Отец Кирилл держал конверт.

— Хотел прочесть вам одно письмо. Спросить, что вы по этому поводу думаете.


«Пишу тебе с Босфора. Не удивляйся, я уже здесь неделю. Здесь хорошо, в Италии было тоскливо. Хотя я работала как лошадь, но смогла продать только „Синего рабочего“ и кое-что из графики. Второй раз приезжать в Италию было не нужно, только убила те впечатления, которые имела от первой поездки. Италия уже два века как провинция, все интересное, свежее — не здесь. Серафим сопровождал меня до Турина, всю дорогу ныл, прочел в здешнем университете лекцию о русской душе и сбежал к себе в Дорнах. Все его разговоры только о себе, что его преследуют какие-то силы и огненные девы. Особенно допекли его эти девы, закрывал на ночь окна в номере. При этом волчий аппетит, затаскал меня по дешевым ресторанам, создал теорию, что итальянская кухня астральнее баварской, в ней больше „частиц света“. Но после того как он уехал, стало совсем тоскливо. Ни с кем не общалась, кроме двух-трех социалистов. В номере холодно, схватила ангину, перешло на зубы. Мои социалисты собрали мне денег на дорогу в Россию, я вначале не брала. Они очень забавны, при встрече изображу в лицах. А в Италии ни одного приличного дантиста, картины не расходятся, мое тщеславие исколото мелкими иглами. Провела две медитации и внутренне покаялась. На корабле стало легче. Море, чайки, обостренное самосознание. Мне кажется, я духовно возросла за это время. Недавно попробовала темперу, получается неплохо, даже Серафим хвалил. Можно ли в Ташкенте найти хорошую темперу?

Теперь про мой Константинополь. Подплывая, вышла из каюты. Уже Мраморное, много-много островов. Волны необычного оттенка. Такая наступила радость. Подплыли ближе — купол Софии. Вспомнила, что ты, милый Кирус, про нее говорил. Вспомнила тебя, маму…» Вам неинтересно?

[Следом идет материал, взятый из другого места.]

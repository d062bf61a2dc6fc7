//! Reconciliation passes: configuration in, ordered feed entries committed.
//!
//! A full pass rebuilds every entry and swaps the store's content in one
//! step. A single-pipeline pass merges that pipeline's entries and leaves
//! every other pipeline untouched. Passes are one-shot batch transforms;
//! callers serialize them.

use std::sync::Arc;
use std::time::Instant;

use serde::Serialize;

use statusfeed_core::{CaseInsensitiveName, CruiseConfig, PipelineConfig, StatusEntry};

use crate::annotator;
use crate::history::HistoryStore;
use crate::permissions::PermissionsAuthority;
use crate::resolver::{ResolvedFrom, StageGroupResolver};
use crate::store::StatusStore;
use crate::SyncError;

/// Scope for a reconciliation pass.
#[derive(Debug, Clone, PartialEq, Eq)]
pub enum SyncScope {
    /// Rebuild the whole feed.
    All,
    /// Merge a single named pipeline.
    Pipeline(CaseInsensitiveName),
}

impl SyncScope {
    pub fn label(&self) -> String {
        match self {
            SyncScope::All => "all".to_string(),
            SyncScope::Pipeline(name) => name.to_string(),
        }
    }
}

/// How a pass committed its entries.
#[derive(Debug, Clone, Copy, PartialEq, Eq, Serialize)]
#[serde(rename_all = "lowercase")]
pub enum CommitMode {
    Replace,
    Merge,
}

/// Outcome of a reconciliation pass.
#[derive(Debug, Clone, PartialEq, Eq, Serialize)]
pub struct SyncReport {
    pub scope: String,
    pub commit: CommitMode,
    pub pipelines: usize,
    pub entries: usize,
    pub placeholders: usize,
    pub stages_from_cache: usize,
    pub stages_from_history: usize,
    pub unannotated: usize,
    pub duration_ms: u128,
}

#[derive(Default)]
struct Collected {
    entries: Vec<StatusEntry>,
    pipelines: usize,
    from_cache: usize,
    from_history: usize,
}

/// Orchestrates resolution, permission annotation and commit.
pub struct SyncEngine {
    store: Arc<StatusStore>,
    history: Arc<dyn HistoryStore>,
    permissions: Arc<dyn PermissionsAuthority>,
}

impl SyncEngine {
    pub fn new(
        store: Arc<StatusStore>,
        history: Arc<dyn HistoryStore>,
        permissions: Arc<dyn PermissionsAuthority>,
    ) -> Self {
        Self {
            store,
            history,
            permissions,
        }
    }

    pub fn store(&self) -> &Arc<StatusStore> {
        &self.store
    }

    /// Run the pass selected by `scope` against `config`.
    pub fn run(&self, config: &CruiseConfig, scope: &SyncScope) -> Result<SyncReport, SyncError> {
        match scope {
            SyncScope::All => Ok(self.on_full_configuration_change(config)),
            SyncScope::Pipeline(name) => {
                let pipeline = config
                    .pipeline(name)
                    .ok_or_else(|| SyncError::PipelineNotFound(name.clone()))?;
                Ok(self.on_pipeline_configuration_change(pipeline))
            }
        }
    }

    /// Rebuild every entry from `config` and replace the store's content.
    pub fn on_full_configuration_change(&self, config: &CruiseConfig) -> SyncReport {
        let started = Instant::now();
        let mut collected = self.collect(config.pipelines());

        let viewers = self.permissions.viewers_for_all_pipelines();
        let unannotated = annotator::annotate_with_map(&mut collected.entries, &viewers);

        let report = build_report(
            SyncScope::All,
            CommitMode::Replace,
            &collected,
            unannotated,
            started,
        );
        self.store.replace_all_entries_in_cache_with(collected.entries);
        tracing::info!(
            entries = report.entries,
            placeholders = report.placeholders,
            pipelines = report.pipelines,
            "full reconciliation committed",
        );
        report
    }

    /// Rebuild `pipeline`'s entries and merge them into the store.
    pub fn on_pipeline_configuration_change(&self, pipeline: &PipelineConfig) -> SyncReport {
        let started = Instant::now();
        let mut collected = self.collect(std::iter::once(pipeline));

        let viewers = self.permissions.viewers_for_pipeline(&pipeline.name);
        let unannotated = annotator::annotate(&mut collected.entries, |_| viewers.clone());

        let scope = SyncScope::Pipeline(pipeline.name.clone());
        let report = build_report(scope, CommitMode::Merge, &collected, unannotated, started);
        self.store.put_all(collected.entries);
        tracing::info!(
            pipeline = %pipeline.name,
            entries = report.entries,
            placeholders = report.placeholders,
            "pipeline reconciliation committed",
        );
        report
    }

    fn collect<'c>(&self, pipelines: impl Iterator<Item = &'c PipelineConfig>) -> Collected {
        let resolver = StageGroupResolver::new(&self.store, self.history.as_ref());
        let mut collected = Collected::default();
        for pipeline in pipelines {
            collected.pipelines += 1;
            for stage in &pipeline.stages {
                let group = resolver.resolve(pipeline, stage);
                match group.source {
                    ResolvedFrom::Cache => collected.from_cache += 1,
                    ResolvedFrom::History => collected.from_history += 1,
                    ResolvedFrom::Placeholder => {}
                }
                collected.entries.extend(group.entries);
            }
        }
        collected
    }
}

fn build_report(
    scope: SyncScope,
    commit: CommitMode,
    collected: &Collected,
    unannotated: usize,
    started: Instant,
) -> SyncReport {
    SyncReport {
        scope: scope.label(),
        commit,
        pipelines: collected.pipelines,
        entries: collected.entries.len(),
        placeholders: collected
            .entries
            .iter()
            .filter(|entry| entry.is_placeholder())
            .count(),
        stages_from_cache: collected.from_cache,
        stages_from_history: collected.from_history,
        unannotated,
        duration_ms: started.elapsed().as_millis(),
    }
}

#[cfg(test)]
mod tests {
    use std::collections::HashMap;

    use statusfeed_core::{StageConfig, Viewers};

    use crate::history::EmptyHistory;

    use super::*;

    fn engine(store: Arc<StatusStore>) -> SyncEngine {
        let permissions: HashMap<CaseInsensitiveName, Viewers> =
            [("pipeline1".into(), Viewers::Everyone)].into_iter().collect();
        SyncEngine::new(store, Arc::new(EmptyHistory), Arc::new(permissions))
    }

    fn config() -> CruiseConfig {
        let mut config = CruiseConfig::default();
        config.add_pipeline(
            "group",
            PipelineConfig::new("pipeline1", vec![StageConfig::new("stage", ["job"])]),
        );
        config
    }

    #[test]
    fn run_all_replaces_store() {
        let store = Arc::new(StatusStore::new());
        let report = engine(store.clone())
            .run(&config(), &SyncScope::All)
            .expect("run");
        assert_eq!(report.commit, CommitMode::Replace);
        assert_eq!(report.entries, 2);
        assert_eq!(report.placeholders, 2);
        assert_eq!(store.len(), 2);
    }

    #[test]
    fn run_single_pipeline_merges() {
        let store = Arc::new(StatusStore::new());
        let report = engine(store.clone())
            .run(&config(), &SyncScope::Pipeline("PIPELINE1".into()))
            .expect("run");
        assert_eq!(report.commit, CommitMode::Merge);
        assert_eq!(report.scope, "pipeline1");
        assert_eq!(report.pipelines, 1);
    }

    #[test]
    fn run_unknown_pipeline_is_an_error() {
        let store = Arc::new(StatusStore::new());
        let err = engine(store.clone())
            .run(&config(), &SyncScope::Pipeline("nope".into()))
            .unwrap_err();
        assert!(matches!(err, SyncError::PipelineNotFound(_)));
        assert!(store.is_empty());
        assert_eq!(store.generation(), 0);
    }
}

— Интересно! — отозвался Кондратьич.

— «Also[15], я здесь решила задержаться. Проживаю деньги, которые мне собрали мои милые социалисты. Живу в пансионате в Артнауткеё, питаюсь одним шоколадом, здесь это самое дешевое питание. Вид чудесный, Босфор, воздух. Я встаю в семь утра, пью здешний кофе с глиняным вкусом и бегу в город. На плече — этюдник, вызывающий всеобщее любопытство. Мужчин-художников здесь прорва, из всех стран, но женщина, кажется, я одна; когда пишу на пленэре, сразу народ. А уж когда заглядывают в этюд и вместо „раскрашенной фотографии“ видят вихри красочных пятен и линий… Ничего, учитесь, мои милые турки, учитесь понимать новую живопись! Работаю главным образом в самом городе. Только один раз совершила вылазку на Принцевы острова. Ну, это — плохая Италия. Залезла-таки, поздравь, на самое высокое место, откуда море — как стена, устроилась под соснами и намазюкала кое-что… Исмаил очень хвалил (владелец магазина, где я покупаю краски и прочую „снедь“; интересуется современной живописью, расспрашивал о Матиссе, Боннаре; обещал помочь продать неск. картин — посмотрим…).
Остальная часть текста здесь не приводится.